Rainbow Facts for Kids

A Picture of a Rainbow

This web page contains rainbow facts for kids and is a great resource for anyone of any age researching rainbows. Our goal is to provide you with the latest and most accurate rainbow facts from scientific sources. In addition to rainbow facts, you’ll find some pretty rainbow pictures and additional resources for researching rainbow.

The facts about rainbows listed below will help you learn what a rainbow is, what causes a rainbow to color, the colors of a rainbow, the different types of rainbows and other interesting rainbow facts. We hope these facts about rainbows are helpful and help you learn more about this beautiful meteorological event.

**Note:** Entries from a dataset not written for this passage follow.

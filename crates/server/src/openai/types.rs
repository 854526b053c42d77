//! Types for the chat completions API.

use serde::{Deserialize, Serialize};

/// A message in a chat completion request.
#[derive(Debug, Clone, PartialEq, Eq, Serialize, Deserialize)]
pub struct Message {
    /// `system`, `user` or `assistant`.
    pub role: String,
    /// Message text.
    pub content: String,
}

impl Message {
    /// System message.
    #[must_use]
    pub fn system(content: impl Into<String>) -> Self {
        Self {
            role: "system".to_string(),
            content: content.into(),
        }
    }

    /// User message.
    #[must_use]
    pub fn user(content: impl Into<String>) -> Self {
        Self {
            role: "user".to_string(),
            content: content.into(),
        }
    }
}

/// Request body for `POST /chat/completions`.
#[derive(Debug, Clone, Serialize)]
pub struct ChatRequest {
    /// Model to use (e.g., "gpt-4o").
    pub model: String,
    /// Conversation messages.
    pub messages: Vec<Message>,
}

/// Response from `POST /chat/completions`.
#[derive(Debug, Clone, Deserialize)]
pub struct ChatResponse {
    /// Generated choices; only the first is used.
    #[serde(default)]
    pub choices: Vec<Choice>,
}

impl ChatResponse {
    /// Content of the first choice, if any and non-empty.
    #[must_use]
    pub fn first_content(&self) -> Option<&str> {
        self.choices
            .first()
            .and_then(|choice| choice.message.content.as_deref())
            .filter(|content| !content.is_empty())
    }
}

/// A generated choice.
#[derive(Debug, Clone, Deserialize)]
pub struct Choice {
    /// Generated message.
    pub message: ChoiceMessage,
}

/// Message inside a choice.
#[derive(Debug, Clone, Deserialize)]
pub struct ChoiceMessage {
    /// Generated text. Absent for refusals and tool calls.
    pub content: Option<String>,
}

/// Error body returned with non-2xx statuses.
#[derive(Debug, Clone, Deserialize)]
pub struct ApiErrorResponse {
    /// Error details.
    pub error: ApiError,
}

/// Error details.
#[derive(Debug, Clone, Deserialize)]
pub struct ApiError {
    /// Human-readable message.
    pub message: Option<String>,
    /// Error type, e.g. `invalid_request_error`.
    #[serde(rename = "type")]
    pub error_type: Option<String>,
}
//! Bookkeeping for callback URL deliveries.
//!
//! The relay runs one of two short, non-retrying chains:
//!
//! ```text
//! plain:    send ──► Sent | SendFailed
//! replace:  replace ──► Replaced
//!              └─(rejected)─► delete (ignored) ──► send ──► Sent | SendFailed
//! ```
//!
//! [`RelayOutcome`] records which steps ran and whether each succeeded, so the
//! relay can decide on the fallback and callers can observe the end state.

/// Terminal state of a relay.
#[derive(Debug, Clone, Copy, PartialEq, Eq, Hash)]
pub enum RelayState {
    /// No callback URL; nothing was sent.
    Skipped,
    /// The placeholder was replaced in place.
    Replaced,
    /// A fresh ephemeral message was accepted.
    Sent,
    /// The final ephemeral message was rejected and dropped.
    SendFailed,
}

/// Which delivery attempts ran and whether they were accepted.
///
/// `None` means the step did not run.
#[derive(Debug, Clone, Copy, Default, PartialEq, Eq)]
pub struct RelayOutcome {
    /// `replace_original` attempt.
    pub replaced: Option<bool>,
    /// `delete_original` attempt. Its result never changes the flow.
    pub deleted: Option<bool>,
    /// Fresh ephemeral message.
    pub sent: Option<bool>,
}

impl RelayOutcome {
    /// Record the replace attempt.
    pub const fn record_replace(&mut self, accepted: bool) {
        self.replaced = Some(accepted);
    }

    /// Record the delete attempt.
    pub const fn record_delete(&mut self, accepted: bool) {
        self.deleted = Some(accepted);
    }

    /// Record the ephemeral send.
    pub const fn record_send(&mut self, accepted: bool) {
        self.sent = Some(accepted);
    }

    /// Whether the replace was rejected and the fallback chain must run.
    #[must_use]
    pub fn needs_fallback(&self) -> bool {
        self.replaced == Some(false)
    }

    /// Number of HTTP calls made.
    #[must_use]
    pub fn attempts(&self) -> usize {
        [self.replaced, self.deleted, self.sent]
            .iter()
            .filter(|step| step.is_some())
            .count()
    }

    /// Terminal state reached.
    #[must_use]
    pub fn state(&self) -> RelayState {
        if self.replaced == Some(true) {
            return RelayState::Replaced;
        }

        match self.sent {
            Some(true) => RelayState::Sent,
            Some(false) => RelayState::SendFailed,
            None => RelayState::Skipped,
        }
    }

    /// Whether the user ended up seeing the result.
    #[must_use]
    pub fn delivered(&self) -> bool {
        matches!(self.state(), RelayState::Replaced | RelayState::Sent)
    }
}

#[cfg(test)]
mod tests {
    use super::*;

    #[test]
    fn test_default_is_skipped() {
        let outcome = RelayOutcome::default();
        assert_eq!(outcome.state(), RelayState::Skipped);
        assert_eq!(outcome.attempts(), 0);
        assert!(!outcome.delivered());
    }

    #[test]
    fn test_replace_success_is_terminal() {
        let mut outcome = RelayOutcome::default();
        outcome.record_replace(true);
        assert!(!outcome.needs_fallback());
        assert_eq!(outcome.state(), RelayState::Replaced);
        assert_eq!(outcome.attempts(), 1);
    }

    #[test]
    fn test_replace_failure_then_fallback() {
        let mut outcome = RelayOutcome::default();
        outcome.record_replace(false);
        assert!(outcome.needs_fallback());

        outcome.record_delete(false);
        outcome.record_send(true);
        assert_eq!(outcome.state(), RelayState::Sent);
        assert_eq!(outcome.attempts(), 3);
        assert!(outcome.delivered());
    }

    #[test]
    fn test_send_failure() {
        let mut outcome = RelayOutcome::default();
        outcome.record_send(false);
        assert_eq!(outcome.state(), RelayState::SendFailed);
        assert!(!outcome.delivered());
    }
}
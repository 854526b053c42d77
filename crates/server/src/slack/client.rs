//! Slack Web API client.
//!
//! Posts plain-text messages to a configured channel with a bot token.

use reqwest::Client;
use secrecy::{ExposeSecret, SecretString};
use tracing::{debug, error, instrument};

use super::error::SlackError;
use super::types::{PostMessage, PostMessageResponse};
use crate::config::SlackBotConfig;

/// Slack API client for posting messages.
#[derive(Clone)]
pub struct SlackClient {
    /// HTTP client.
    client: Client,
    /// Web API base URL, without trailing slash.
    api_url: String,
    /// Bot token for authentication.
    bot_token: SecretString,
    /// Channel messages are posted to.
    channel: String,
}

impl std::fmt::Debug for SlackClient {
    fn fmt(&self, f: &mut std::fmt::Formatter<'_>) -> std::fmt::Result {
        f.debug_struct("SlackClient")
            .field("api_url", &self.api_url)
            .field("bot_token", &"[REDACTED]")
            .field("channel", &self.channel)
            .finish_non_exhaustive()
    }
}

impl SlackClient {
    /// Create a new Slack client.
    #[must_use]
    pub fn new(api_url: impl Into<String>, bot_token: SecretString, channel: String) -> Self {
        Self {
            client: Client::new(),
            api_url: api_url.into(),
            bot_token,
            channel,
        }
    }

    /// Create a client from configuration.
    #[must_use]
    pub fn from_config(api_url: &str, bot: &SlackBotConfig) -> Self {
        Self::new(api_url, bot.bot_token.clone(), bot.channel_id.clone())
    }

    /// Post a message to the configured channel.
    ///
    /// # Errors
    ///
    /// Returns error if the request fails, Slack answers with a non-2xx
    /// status, or the API reports `ok: false`.
    #[instrument(skip(self, text), fields(channel = %self.channel))]
    pub async fn post_message(&self, text: &str) -> Result<PostMessageResponse, SlackError> {
        let message = PostMessage {
            channel: self.channel.clone(),
            text: text.to_string(),
        };

        let response = self
            .client
            .post(format!("{}/chat.postMessage", self.api_url))
            .bearer_auth(self.bot_token.expose_secret())
            .json(&message)
            .send()
            .await
            .map_err(SlackError::request)?;

        let status = response.status();
        if !status.is_success() {
            error!(status = %status, "Slack API returned error status");
            return Err(SlackError::Rejected(status.as_u16()));
        }

        let result: PostMessageResponse = response
            .json()
            .await
            .map_err(|e| SlackError::Response(e.to_string()))?;

        if !result.ok {
            error!(error = ?result.error, "Slack API error posting message");
            return Err(SlackError::Api(
                result.error.unwrap_or_else(|| "Unknown error".to_string()),
            ));
        }

        debug!(ts = ?result.ts, "Message posted to Slack");

        Ok(result)
    }
}
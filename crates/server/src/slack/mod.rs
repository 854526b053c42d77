//! Slack integration for the slash-command relay.
//!
//! This module provides:
//! - [`IncomingRequest`] holding the signature headers and the body, read once
//! - [`SignatureVerifier`] for request signing with replay protection
//! - [`ResponseRelay`] for posting to a command's `response_url`
//! - [`SlackClient`] for posting to a channel through the Web API
//!
//! # Flow
//!
//! 1. Slack posts the slash command, signed with the app's signing secret
//! 2. The handler reads the body once and verifies the signature
//! 3. The command is acknowledged inside Slack's three second deadline
//! 4. The cleaned text is relayed to `response_url` from a background task

mod client;
mod error;
mod relay;
mod request;
mod signature;
mod types;

pub use client::SlackClient;
pub use error::SlackError;
pub use relay::{DeliveryMode, ResponseRelay};
pub use request::{IncomingRequest, SIGNATURE_HEADER, TIMESTAMP_HEADER};
pub use signature::{AuthRejection, REPLAY_WINDOW_SECS, SignatureVerifier, SigningKey};
pub use types::{PostMessage, PostMessageResponse, ResponseMessage};
//! Error types for the `OpenAI` client.

use thiserror::Error;

/// Errors that can occur when calling the completion API.
#[derive(Debug, Error)]
pub enum OpenAiError {
    /// HTTP request failed.
    #[error("HTTP error: {0}")]
    Http(#[from] reqwest::Error),

    /// The API answered with a non-2xx status.
    #[error("API error ({status}): {}", message.as_deref().unwrap_or("no message"))]
    Api {
        /// HTTP status code.
        status: u16,
        /// `error.message` from the response body, if present.
        message: Option<String>,
    },

    /// Failed to parse response.
    #[error("parse error: {0}")]
    Parse(String),

    /// The API key cannot be sent as a header.
    #[error("invalid API key: {0}")]
    InvalidApiKey(String),
}

impl OpenAiError {
    /// Message the API attached to a rejected request.
    #[must_use]
    pub fn api_message(&self) -> Option<&str> {
        match self {
            Self::Api { message, .. } => message.as_deref().filter(|m| !m.is_empty()),
            _ => None,
        }
    }
}

#[cfg(test)]
mod tests {
    use super::*;

    #[test]
    fn test_openai_error_display() {
        let err = OpenAiError::Api {
            status: 401,
            message: Some("Incorrect API key provided".to_string()),
        };
        assert_eq!(err.to_string(), "API error (401): Incorrect API key provided");

        let err = OpenAiError::Api {
            status: 500,
            message: None,
        };
        assert_eq!(err.to_string(), "API error (500): no message");
    }

    #[test]
    fn test_api_message() {
        let err = OpenAiError::Api {
            status: 429,
            message: Some("Rate limit reached".to_string()),
        };
        assert_eq!(err.api_message(), Some("Rate limit reached"));

        let err = OpenAiError::Api {
            status: 429,
            message: Some(String::new()),
        };
        assert_eq!(err.api_message(), None);

        assert_eq!(OpenAiError::Parse("bad".to_string()).api_message(), None);
    }
}
//! CLI subcommands.

pub mod clean;
pub mod post;

use slack_clean_server::config::ConfigError;
use slack_clean_server::openai::OpenAiError;
use slack_clean_server::slack::SlackError;
use thiserror::Error;

/// Errors that end a CLI command with exit status 1.
#[derive(Debug, Error)]
pub enum CliError {
    /// Configuration could not be loaded.
    #[error(transparent)]
    Config(#[from] ConfigError),

    /// Completion API call failed.
    #[error("{}", .0.api_message().unwrap_or("Unknown error."))]
    Transform(#[from] OpenAiError),

    /// Slack rejected the post.
    #[error(transparent)]
    Slack(#[from] SlackError),

    /// Writing the result failed.
    #[error("output error: {0}")]
    Io(#[from] std::io::Error),
}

If any of the below rainbow facts are inaccurate, please contact us and let us know.

17 Rainbow Facts for Kids

  1. A rainbow is a meteorological phenomenon that occurs in the Earth’s upper atmosphere.
  2. A rainbom is a multi-colored circle caused by a spectrum of light that is reflecting, refracting, or dispersing through water droplets in the Earth’s atmosphere.
  3. The shape of a rainbow is a circle. We see them as an arch because we’re viewing it from the ground.
  4. The visible arch of a rainbow is always 42°.
  5. A rainbow is an optical illusion of light and water in the atmosphere. You can’t physically touch a rainbow.
  6. Rainbows can appear before, during or after fog, rain, mist or dew.
  7. There are nine common types of rainbows.
  8. The nine common types of rainbows are primary rainbow, double rainbow, twinned rainbow, full-circle rainbow, supernumerary rainbow, reflected rainbow, monochrome rainbow, higher-order rainbow and fogbow.
  9. A primary rainbow is the most common type of rainbow seen in the sky.
  10. A double rainbow is when two rainbows occur together, with one above the other.
  11. A full-circle rainbow is viewable from an aircraft and lets you see the full shape of a rainbow.
  12. There are seven colors that the human eye can see in a rainbow.
  13. The seven colors the human eye can see in a rainbow are red, orange, yellow, green, blue, indigo and violet.
  14. Kids are taught a mnemonic to help them remember the colors of a rainbow.
  15. The mnemonics taught to kids to help them remember the colors of a rainbow are ROYGBIV or ROY-G-BIV.
  16. Astronomers think it’s possible for rainbows to occur on Titan, one of Saturn’s moons.
  17. Greek philosopher and polymath Aristotle was the first person to try and explain rainbows.